It could be a call from someone wondering what to do when her mother is released from the hospital, where she is recovering from a broken hip. Or a retiree who just received a medical diagnosis and wants to know how he can continue living at home as his condition progresses.
As a geriatric care manager and registered nurse in solo practice, Anita Rothwell helps seniors and their families make decisions about eldercare. Her work can involve crisis management, long-term care planning and even mediation as she guides families through a process that can be difficult and emotional. After assessing a client’s situation, Rothwell presents options that may include modifying a home to make it safer for an older resident—such as installing grab bars in a bathroom—arranging for in-home care, or moving an individual to a long-term care facility.
“I tell my clients I will give them the best information I have based on my knowledge and experience, and it may be what you don’t want to hear, but that’s my job,” says Rothwell, 61, of Bethesda. “Then I can help walk alongside them as they’re trying to make these decisions and navigate the challenges of aging.”
Last year, Rothwell worked with a man who lived out of state and came to stay with his daughter because of the pandemic. The daughter traveled for work and didn’t want to leave him home alone, but she didn’t think he would consider moving to an assisted living facility. So Rothwell served as a mediator. The man told Rothwell he was interested in making the move to assisted living, but had concerns that he felt more comfortable discussing with her than his daughter. He wondered whether he would be able to come and go as he liked, Rothwell says. Eventually she helped him find a place that fit his needs.
Rothwell is among a growing number of geriatric care managers—also known as aging life care professionals—who are often licensed nurses or social workers. She received her bachelor’s degree in nursing at the University of Texas at Austin and earned her Master of Science in nursing at The Catholic University in Washington, D.C. She worked as a nurse at Georgetown University Hospital, Kaiser Permanente and a private neurology practice before entering the field of care management 12 years ago. In 2014, she started her own business, Rothwell Care Management, and now serves clients in lower Montgomery County and Northwest D.C.
Rothwell says the pandemic has created unprecedented problems for older people in need of care. “Patients and families have been pushed into making decisions about health care without a lot of preparation. I’ve had to have a lot of difficult conversations,” says Rothwell, who has been consumed with finding ways to keep clients safe at home and to deal with their isolation. With hospitals and long-term care facilities limiting visitors, she is often serving as the link between patients, families and health care providers. Once vaccines became available, she began helping clients and caregivers secure appointments.

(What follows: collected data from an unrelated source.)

#[cfg(test)]
mod tests {
    use linkfix_links::{LinkPrefixes, rewrite_links};
    use pretty_assertions::assert_eq;

    use super::*;

    fn parse(html: &str) -> HtmlNode {
        parse_fragment(html).unwrap()
    }

    #[test]
    fn test_parse_structure() {
        let tree = parse(r#"<p>Hi <a href="/x" class="c">there</a></p>"#);
        assert_eq!(
            tree,
            HtmlNode::Fragment(vec![HtmlNode::Element(Element::new("p").with_children(vec![
                HtmlNode::Text("Hi ".to_owned()),
                HtmlNode::Element(
                    Element::new("a")
                        .with_attr("href", "/x")
                        .with_attr("class", "c")
                        .with_children(vec![HtmlNode::Text("there".to_owned())])
                ),
            ]))])
        );
    }

    #[test]
    fn test_serialize_preserves_rendered_markdown() {
        let html = "<h1>Title</h1>\n<p>A <a href=\"/x\" title=\"T\">l</a> &amp; b&nbsp;c<br />\n\
                    <img src=\"/i.png\" alt=\"i\" /></p>\n<!-- note -->\n<hr />\n";
        assert_eq!(parse(html).to_html(), html);
    }

    #[test]
    fn test_void_elements_without_slash() {
        let tree = parse(r#"<p>a<br>b<img src="/i.png"></p>"#);
        assert_eq!(tree.to_html(), r#"<p>a<br />b<img src="/i.png" /></p>"#);
    }

    #[test]
    fn test_unmatched_and_unclosed_tags() {
        let tree = parse("<div><span>x</div></em><p>open");
        assert_eq!(tree.to_html(), "<div><span>x</span></div><p>open</p>");
    }

    #[test]
    fn test_attribute_without_value() {
        let tree = parse("<input disabled type=checkbox>");
        let HtmlNode::Fragment(children) = &tree else {
            panic!("expected fragment");
        };
        let input = children[0].as_element().unwrap();
        assert_eq!(input.attr("disabled"), Some(""));
        assert_eq!(input.attr("type"), Some("checkbox"));
    }

    #[test]
    fn test_attribute_escaping_round_trip() {
        let tree = parse(r#"<a href="/search?q=a&amp;b=&quot;c&quot;">s</a>"#);
        assert_eq!(tree.hrefs(), vec![r#"/search?q=a&b="c""#]);
        assert_eq!(
            tree.to_html(),
            r#"<a href="/search?q=a&amp;b=&quot;c&quot;">s</a>"#
        );
    }

    #[test]
    fn test_rewrite_anchor_hrefs() {
        let mut tree = parse(
            r##"<p><a href="/guides/setup">a</a><a href="#top">b</a><a href="/docs/x">c</a>
<a href="https://example.com">d</a><a href="@site/static/f.pdf">e</a><a href="rel">f</a></p>"##,
        );
        let report = rewrite_links(&mut tree, &LinkPrefixes::default());
        assert_eq!(report.links, 6);
        assert_eq!(report.rewritten(), 1);
        assert_eq!(
            tree.hrefs(),
            vec![
                "/docs/guides/setup",
                "#top",
                "/docs/x",
                "https://example.com",
                "@site/static/f.pdf",
                "rel",
            ]
        );
    }

    #[test]
    fn test_only_anchor_elements_with_href_are_links() {
        let mut tree = parse(
            r#"<link href="/style.css"><img src="/i.png"><a name="top">t</a><a href="">e</a><A HREF="/upper">u</A>"#,
        );
        let report = rewrite_links(&mut tree, &LinkPrefixes::default());
        assert_eq!(report.links, 1);
        assert_eq!(
            tree.to_html(),
            r#"<link href="/style.css" /><img src="/i.png" /><a name="top">t</a><a href="">e</a><A HREF="/docs/upper">u</A>"#
        );
    }

    #[test]
    fn test_nested_anchor_in_raw_block() {
        let mut tree = parse(r#"<div class="card"><ul><li><a href="/a">a</a></li></ul></div>"#);
        let _ = rewrite_links(&mut tree, &LinkPrefixes::default());
        assert_eq!(tree.hrefs(), vec!["/docs/a"]);
    }

    #[test]
    fn test_empty_input() {
        let tree = parse("");
        assert_eq!(tree, HtmlNode::Fragment(Vec::new()));
        assert_eq!(tree.to_html(), "");
    }

    #[test]
    fn test_script_content_is_raw_text() {
        let html = "<script>if (a < b && c) { x(\"</p>\"); }</script><a href=\"/a\">a</a>";
        let tree = parse(html);
        let HtmlNode::Fragment(children) = &tree else {
            panic!("expected fragment");
        };
        let script = children[0].as_element().unwrap();
        assert_eq!(
            script.children,
            vec![HtmlNode::Text(
                "if (a < b && c) { x(\"</p>\"); }".to_owned()
            )]
        );
        assert_eq!(tree.hrefs(), vec!["/a"]);
        assert_eq!(tree.to_html(), html);
    }

    #[test]
    fn test_raw_text_end_tag_is_case_insensitive() {
        let html = "<STYLE>a > b { color: red }</style ><textarea><a href=\"/x\"></textarea>";
        let mut tree = parse(html);
        assert!(rewrite_links(&mut tree, &LinkPrefixes::default()).is_unchanged());
        assert_eq!(
            tree.to_html(),
            "<STYLE>a > b { color: red }</STYLE><textarea><a href=\"/x\"></textarea>"
        );
    }

    #[test]
    fn test_unterminated_script_runs_to_end() {
        let html = "<script>let a = 1 < 2;";
        assert_eq!(parse(html).to_html(), "<script>let a = 1 < 2;</script>");
    }

    #[test]
    fn test_stray_less_than_is_text() {
        let html = "<div>\n1 < 2 and 3<4 <a href=\"/a\">a</a> </ x\n</div>\n";
        let tree = parse(html);
        assert_eq!(tree.hrefs(), vec!["/a"]);
        assert_eq!(tree.to_html(), html);
    }

    #[test]
    fn test_rejected_markup_is_text() {
        let html = "<p>a <!x> b <?never closed";
        assert_eq!(parse(html).to_html(), "<p>a <!x> b <?never closed</p>");
    }

    #[test]
    fn test_bare_ampersand_is_text() {
        let html = "<div>AT&T &amp; R&D; & more</div>";
        assert_eq!(parse(html).to_html(), html);
    }

    #[test]
    fn test_processing_instructions_preserved() {
        let html = "<?xml version=\"1.0\"?><?php echo 1; ?><p>x</p>";
        let tree = parse(html);
        let HtmlNode::Fragment(children) = &tree else {
            panic!("expected fragment");
        };
        assert_eq!(
            children[1],
            HtmlNode::ProcessingInstruction("php echo 1; ".to_owned())
        );
        assert_eq!(tree.to_html(), html);
    }

    #[test]
    fn test_deeply_nested_tree() {
        let depth = 100_000;
        let html = format!("{}<a href=\"/a\">a</a>", "<div>".repeat(depth));
        let mut tree = parse(&html);

        let report = rewrite_links(&mut tree, &LinkPrefixes::default());
        assert_eq!(report.rewritten(), 1);

        let out = tree.to_html();
        assert!(out.starts_with("<div><div>"));
        assert!(out.contains("<a href=\"/docs/a\">a</a>"));
        assert_eq!(out.len(), html.len() + "/docs".len() + depth * "</div>".len());
        drop(tree);
    }

    #[test]
    fn test_doctype_and_cdata_preserved() {
        let html = "<!DOCTYPE html><svg><![CDATA[x < y]]></svg>";
        assert_eq!(parse(html).to_html(), html);
    }
}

“I’ve lost a lot of clients in the past year,” says Rothwell, who has attended many funerals on Zoom. “I am optimistic about the future now that we’ve got vaccines. I feel like there’s a light at the end of the tunnel, and it’s not a train coming at me.”
In her own words…
Reading the tea leaves
“On my initial visit, I’d ask for a tour of the house and if the person minded making me a cup of tea. You can get a lot of information out of that—you can see how they walk, navigate steps, what their memory is like. [They] have to remember to fill the kettle, turn the stove on and off. There are a lot of steps. Since the pandemic, I’ve had to be innovative. Now, I often do video visits.”
On the same team
“If you can get everyone together—even if it’s a phone conference call—I find people have their parents’ best interests at heart…only they have different ideas about how to get there. By talking to them, you can find out a son might be the person to do the finances, or the daughter might be good at interviewing caregivers. Everybody has different strengths. I try to get people to work together to help their parents, rather than working against each other.”
Dollars and sense
“When someone wants to stay in their home, but the children want them to move into a senior community, I often talk about the pros and cons. Usually there is a financial component, and I recommend that they work with their financial adviser to go over what they can afford. Looking at their financial interest is as important…as the care they receive. Somehow having a third party who is looking at the facts can help a family make the decision.”
Their last wishes
“This past year, I frequently had to have the difficult conversations with clients and adult children about their parents’ advanced directives—almost daily—especially because of the virus. [The children] might have had to go to the hospital and make a decision about whether or not their parents should be intubated. The hardest part of having power of attorney is to abide by a person’s wishes and not what you want to do.”